The Whale, or, Moby-Dick
© 1851 Herman Melville
630 pages

The Whale, alternatively called Moby-Dick,  is a comprehensive  19th century guide to whaling and whales from a novelist who decided to take a hand at writing nonfiction. Such a thing was not unusual in those days, as many people were amateur naturalists — Darwin, for instance, originally intended to be a country parson who dabbled in geology.  Melville used his prior whaling experience and considerable passion for the subject as the basis of his research, though — novelist as he was — he could  not help but insert a splash of narrative into the  scientific survey.   It’s an interesting distraction, of course, but even the spectre of an obsessed captain with a pegleg in search of revenge doesn’t cover over the fact that Melville, for all his interest in the subject, is still…off.
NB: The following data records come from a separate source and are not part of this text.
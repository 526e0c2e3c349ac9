use reqwest::StatusCode;
use thiserror::Error;

use crate::transport::TransportError;

#[derive(Debug, Error)]
pub enum Error {
    #[error("invalid connection configuration: {0}")]
    Configuration(String),

    #[error(transparent)]
    Authentication(#[from] AuthError),

    #[error("could not find the versions of project '{project_id}' in branch '{branch}': {cause}")]
    Discovery {
        project_id: String,
        branch: String,
        cause: FailureCause,
    },

    #[error("could not access file '{file}': {cause}")]
    Access { file: String, cause: FailureCause },

    #[error("could not download version {version}: {source}")]
    Transfer {
        version: String,
        #[source]
        source: std::io::Error,
    },

    #[error("operation cancelled")]
    Cancelled,
}

impl Error {
    #[must_use]
    pub fn is_cancelled(&self) -> bool {
        matches!(self, Self::Cancelled)
    }
}

/// Failure of the login exchange.
///
/// Cloneable so that every caller joined to the same login attempt receives
/// the same error.
#[derive(Debug, Clone, PartialEq, Eq, Error)]
pub enum AuthError {
    #[error("could not get the private token: {0}")]
    Transport(TransportError),

    #[error("could not connect to the server: HTTP {status}{body_snippet}")]
    Rejected {
        status: StatusCode,
        body_snippet: String,
    },

    #[error("could not extract the private token: {0}")]
    MalformedResponse(String),

    #[error("no private token could be found")]
    MissingToken,
}

/// Why a remote request did not produce the expected response.
#[derive(Debug, Error)]
pub enum FailureCause {
    #[error(transparent)]
    Transport(TransportError),

    #[error("HTTP {status}{body_snippet}")]
    Status {
        status: StatusCode,
        body_snippet: String,
    },

    #[error("malformed response: {0}")]
    Malformed(String),

    #[error("no versions published")]
    Empty,
}

pub(crate) fn response_snippet(body: &str, max_chars: usize) -> String {
    let snippet: String = body.trim().chars().take(max_chars).collect();
    if snippet.is_empty() {
        String::new()
    } else {
        format!(": {snippet}")
    }
}
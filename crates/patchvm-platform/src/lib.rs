mod paths;

pub use paths::{AppPaths, AppPathsError};
//! In-memory remote used by the unit tests.

use std::io;
use std::pin::Pin;
use std::sync::Mutex;
use std::task::{Context, Poll};

use async_trait::async_trait;
use reqwest::{StatusCode, Url};
use tokio::io::{AsyncRead, ReadBuf};
use tokio::sync::Semaphore;

use crate::transport::{RedirectMode, Transport, TransportError, TransportResponse};

pub const TOKEN: &str = "kaC25JPG1Evrpbdy3EGy";
pub const PATCH: &str = "key1=value1\nkey2=value2\nkey3=value3\n";

pub struct FakeRemote {
    versions: Vec<String>,
    patch: Vec<u8>,
    announce_length: bool,
    announced_length: Option<u64>,
    broken_patch: bool,
    reject_login: bool,
    gate: Option<Semaphore>,
    calls: Mutex<Vec<Call>>,
}

#[derive(Debug, Clone, PartialEq, Eq)]
pub struct Call {
    pub method: &'static str,
    pub url: Url,
    pub redirects: Option<RedirectMode>,
}

impl FakeRemote {
    pub fn new() -> Self {
        Self {
            versions: vec!["1.0".to_string(), "1.0.1".to_string(), "1.0.2".to_string()],
            patch: PATCH.as_bytes().to_vec(),
            announce_length: true,
            announced_length: None,
            broken_patch: false,
            reject_login: false,
            gate: None,
            calls: Mutex::new(Vec::new()),
        }
    }

    pub fn with_versions(mut self, versions: &[&str]) -> Self {
        self.versions = versions.iter().map(ToString::to_string).collect();
        self
    }

    pub fn with_patch(mut self, patch: Vec<u8>, announce_length: bool) -> Self {
        self.patch = patch;
        self.announce_length = announce_length;
        self
    }

    /// Announce `length` instead of the real patch size.
    pub fn announcing_length(mut self, length: u64) -> Self {
        self.announced_length = Some(length);
        self
    }

    /// Serve a patch body whose every read fails.
    pub fn with_broken_patch(mut self) -> Self {
        self.broken_patch = true;
        self
    }

    pub fn rejecting_login(mut self) -> Self {
        self.reject_login = true;
        self
    }

    /// Hold every login request until [`open_gate`](Self::open_gate).
    pub fn gated(mut self) -> Self {
        self.gate = Some(Semaphore::new(0));
        self
    }

    pub fn open_gate(&self) {
        if let Some(gate) = &self.gate {
            gate.add_permits(Semaphore::MAX_PERMITS);
        }
    }

    pub fn calls(&self) -> Vec<Call> {
        self.calls
            .lock()
            .unwrap_or_else(std::sync::PoisonError::into_inner)
            .clone()
    }

    pub fn login_calls(&self) -> usize {
        self.calls().iter().filter(|call| call.method == "POST").count()
    }

    fn record(&self, method: &'static str, url: &Url, redirects: Option<RedirectMode>) {
        self.calls
            .lock()
            .unwrap_or_else(std::sync::PoisonError::into_inner)
            .push(Call {
                method,
                url: url.clone(),
                redirects,
            });
    }

    fn list_versions(&self, segments: &[&str], url: &Url) -> TransportResponse {
        if segments.get(3) != Some(&"123456") {
            return json(StatusCode::NOT_FOUND, r#"{"message":"404 Project Not Found"}"#);
        }
        if query(url, "private_token").as_deref() != Some(TOKEN) {
            return json(StatusCode::UNAUTHORIZED, r#"{"message":"401 Unauthorized"}"#);
        }
        if query(url, "ref_name").as_deref() != Some("branch1") {
            return json(StatusCode::NOT_FOUND, r#"{"message":"404 Tree Not Found"}"#);
        }
        let entries: Vec<String> = self
            .versions
            .iter()
            .map(|version| format!(r#"{{"id":"a1b2","name":"{version}","type":"tree","mode":"040000"}}"#))
            .collect();
        json(StatusCode::OK, &format!("[{}]", entries.join(",")))
    }

    fn raw_file(&self, segments: &[&str], url: &Url) -> TransportResponse {
        let [owner, project, "raw", branch, version, file] = segments else {
            return html(StatusCode::NOT_FOUND);
        };
        if *owner != "owner2"
            || *project != "project3"
            || query(url, "private_token").as_deref() != Some(TOKEN)
        {
            return html(StatusCode::FOUND);
        }
        if *branch != "branch1"
            || !self.versions.iter().any(|known| known == version)
            || *file != "patch.properties"
        {
            return html(StatusCode::NOT_FOUND);
        }
        let length = self
            .announced_length
            .or_else(|| self.announce_length.then_some(self.patch.len() as u64));
        if self.broken_patch {
            return TransportResponse::new(StatusCode::OK, length, Box::new(BrokenBody));
        }
        TransportResponse::new(
            StatusCode::OK,
            length,
            Box::new(std::io::Cursor::new(self.patch.clone())),
        )
    }
}

struct BrokenBody;

impl AsyncRead for BrokenBody {
    fn poll_read(
        self: Pin<&mut Self>,
        _cx: &mut Context<'_>,
        _buf: &mut ReadBuf<'_>,
    ) -> Poll<io::Result<()>> {
        Poll::Ready(Err(io::Error::other("connection reset")))
    }
}

#[async_trait]
impl Transport for FakeRemote {
    async fn post(&self, url: Url) -> Result<TransportResponse, TransportError> {
        self.record("POST", &url, None);
        tokio::task::yield_now().await;
        if let Some(gate) = &self.gate {
            let _permit = gate
                .acquire()
                .await
                .map_err(|error| TransportError::new("login gate closed", error))?;
        }

        if url.path() != "/api/v3/session" {
            return Ok(html(StatusCode::NOT_FOUND));
        }
        let accepted = !self.reject_login
            && query(&url, "login").as_deref() == Some("esso/bedo")
            && query(&url, "password").as_deref() == Some(":\\/");
        if accepted {
            Ok(json(
                StatusCode::CREATED,
                &format!(r#"{{"id":1,"username":"essobedo","private_token":"{TOKEN}"}}"#),
            ))
        } else {
            Ok(json(StatusCode::UNAUTHORIZED, r#"{"message":"401 Unauthorized"}"#))
        }
    }

    async fn get(
        &self,
        url: Url,
        redirects: RedirectMode,
    ) -> Result<TransportResponse, TransportError> {
        self.record("GET", &url, Some(redirects));

        let segments: Vec<&str> = url.path_segments().map(Iterator::collect).unwrap_or_default();
        if segments.starts_with(&["api", "v3", "projects"]) {
            Ok(self.list_versions(&segments, &url))
        } else {
            Ok(self.raw_file(&segments, &url))
        }
    }
}

fn query(url: &Url, key: &str) -> Option<String> {
    url.query_pairs()
        .find(|(name, _)| name == key)
        .map(|(_, value)| value.into_owned())
}

fn json(status: StatusCode, body: &str) -> TransportResponse {
    TransportResponse::from_bytes(status, body.as_bytes().to_vec())
}

fn html(status: StatusCode) -> TransportResponse {
    TransportResponse::from_bytes(status, b"<html><body>Redirected</body></html>".to_vec())
}
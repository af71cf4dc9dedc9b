use std::process::ExitCode;

use clap::Parser;
use svccert::{issue_server_certificate, verify_bundle, Cli};

fn init_logger(verbose: bool) {
    let level = if verbose {
        log::LevelFilter::Debug
    } else {
        log::LevelFilter::Warn
    };
    if let Err(e) = simple_logger::SimpleLogger::new().with_level(level).env().init() {
        eprintln!("logger init failed: {}", e);
    }
}

fn main() -> ExitCode {
    let cli = Cli::parse();
    init_logger(cli.verbose);

    let cfg = match cli.into_config() {
        Ok(cfg) => cfg,
        Err(e) => {
            log::error!("{}", e);
            return ExitCode::from(2);
        }
    };

    let bundle = match issue_server_certificate(&cfg) {
        Ok(bundle) => bundle,
        Err(e) => {
            log::error!("{}", e);
            return ExitCode::FAILURE;
        }
    };

    if cfg.verify {
        if let Err(e) = verify_bundle(&bundle) {
            log::error!("{}", e);
            return ExitCode::FAILURE;
        }
    }

    println!("{}", bundle.dir.display());
    ExitCode::SUCCESS
}
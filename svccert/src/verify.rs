use std::{fs::File, io::BufReader, path::Path, sync::Arc};

use rustls::{
    client::{danger::ServerCertVerifier, WebPkiServerVerifier},
    pki_types::{CertificateDer, ServerName, UnixTime},
    RootCertStore,
};

use crate::{error::VerifyError, issuer::IssuedBundle};

/// Check that the server cert in `bundle` chains to its CA and is valid for
/// the bundle's DNS name right now.
pub fn verify_bundle(bundle: &IssuedBundle) -> Result<(), VerifyError> {
    let ca = first_cert(&bundle.ca_cert)?;
    let end_entity = first_cert(&bundle.server_cert)?;
    verify_chain(ca, &end_entity, &bundle.dns_name)
}

pub fn verify_chain(
    ca: CertificateDer<'static>,
    end_entity: &CertificateDer<'_>,
    dns_name: &str,
) -> Result<(), VerifyError> {
    let mut roots = RootCertStore::empty();
    roots.add(ca).map_err(VerifyError::TrustRoot)?;

    let server_name =
        ServerName::try_from(dns_name.to_string()).map_err(|source| VerifyError::DnsName {
            name: dns_name.to_string(),
            source,
        })?;

    let verifier = WebPkiServerVerifier::builder_with_provider(
        Arc::new(roots),
        Arc::new(rustls::crypto::ring::default_provider()),
    )
    .build()
    .map_err(VerifyError::Verifier)?;

    verifier
        .verify_server_cert(end_entity, &[], &server_name, &[], UnixTime::now())
        .map_err(VerifyError::Chain)?;
    log::debug!("{} chains to CA", dns_name);
    Ok(())
}

fn first_cert(path: &Path) -> Result<CertificateDer<'static>, VerifyError> {
    let read_err = |source| VerifyError::Read {
        path: path.to_path_buf(),
        source,
    };
    let file = File::open(path).map_err(read_err)?;
    let mut br = BufReader::new(file);
    let first = rustls_pemfile::certs(&mut br).next();
    match first {
        Some(cert) => cert.map_err(read_err),
        None => Err(VerifyError::NoCertificate(path.to_path_buf())),
    }
}

#[cfg(test)]
mod tests {
    use std::fs;

    use super::*;
    use crate::{
        config::{IssuerConfig, ServiceIdentity},
        issuer::issue_server_certificate_in,
    };

    fn issue(parent: &Path, namespace: &str, service: &str) -> IssuedBundle {
        let identity = ServiceIdentity::new(namespace, service).unwrap();
        issue_server_certificate_in(parent, &IssuerConfig::new(identity)).unwrap()
    }

    #[test]
    fn issued_bundle_verifies() {
        let parent = tempfile::tempdir().unwrap();
        let bundle = issue(parent.path(), "default", "my-svc");
        verify_bundle(&bundle).unwrap();
    }

    #[test]
    fn wrong_name_rejected() {
        let parent = tempfile::tempdir().unwrap();
        let bundle = issue(parent.path(), "default", "my-svc");
        let ca = first_cert(&bundle.ca_cert).unwrap();
        let server = first_cert(&bundle.server_cert).unwrap();

        let err = verify_chain(ca, &server, "other-svc.default.svc").unwrap_err();
        assert!(matches!(err, VerifyError::Chain(_)));
    }

    #[test]
    fn foreign_ca_rejected() {
        let parent = tempfile::tempdir().unwrap();
        let a = issue(parent.path(), "default", "my-svc");
        let b = issue(parent.path(), "default", "my-svc");

        let mut mixed = a.clone();
        mixed.ca_cert = b.ca_cert.clone();
        let err = verify_bundle(&mixed).unwrap_err();
        assert!(matches!(err, VerifyError::Chain(_)));
    }

    #[test]
    fn missing_or_empty_files() {
        let parent = tempfile::tempdir().unwrap();
        let mut bundle = issue(parent.path(), "default", "my-svc");

        fs::remove_file(&bundle.server_cert).unwrap();
        assert!(matches!(verify_bundle(&bundle), Err(VerifyError::Read { .. })));

        bundle.server_cert = bundle.dir.join("empty.crt");
        fs::write(&bundle.server_cert, "").unwrap();
        assert!(matches!(verify_bundle(&bundle), Err(VerifyError::NoCertificate(_))));
    }
}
He insists that whales are fish, for instance.   The fictional element is quite interesting in its own right, of course,   featuring an young chap with a hunger for adventure befriending a strange man from the far corners of the world, and then being thrown into the rough and tumble world of whaling while the ship sails towards its doom, badgering every other ship it meets with queries on whether they’ve seen The Whale or not.  This fictional aspect has a mythic quality about it, especially given the origins of the name Ahab — a king who angered God by turning to idolatry and who was later destroyed and his body tossed to the dogs in judgment.  Returning, however, to the main course — whales, their behavior,  the hunting of them —  I wish Melville had imposed more organization.  While there’s  a great deal of information here, I don’t quite understand why it’s still regarded as a classic of scientific literature, alongside The Origin of Species and On the Motions of the Heavenly Spheres.

Please note that the above paragraph is a thoroughly tongue-in-cheek ribbing of Moby-Dick, a book that would be as short as The Old Man and the Sea if the voluminous content about whales, whaling, whale-boats, and Wales were removed and the story left alone  I enjoyed this book and this review for all the wrong reasons!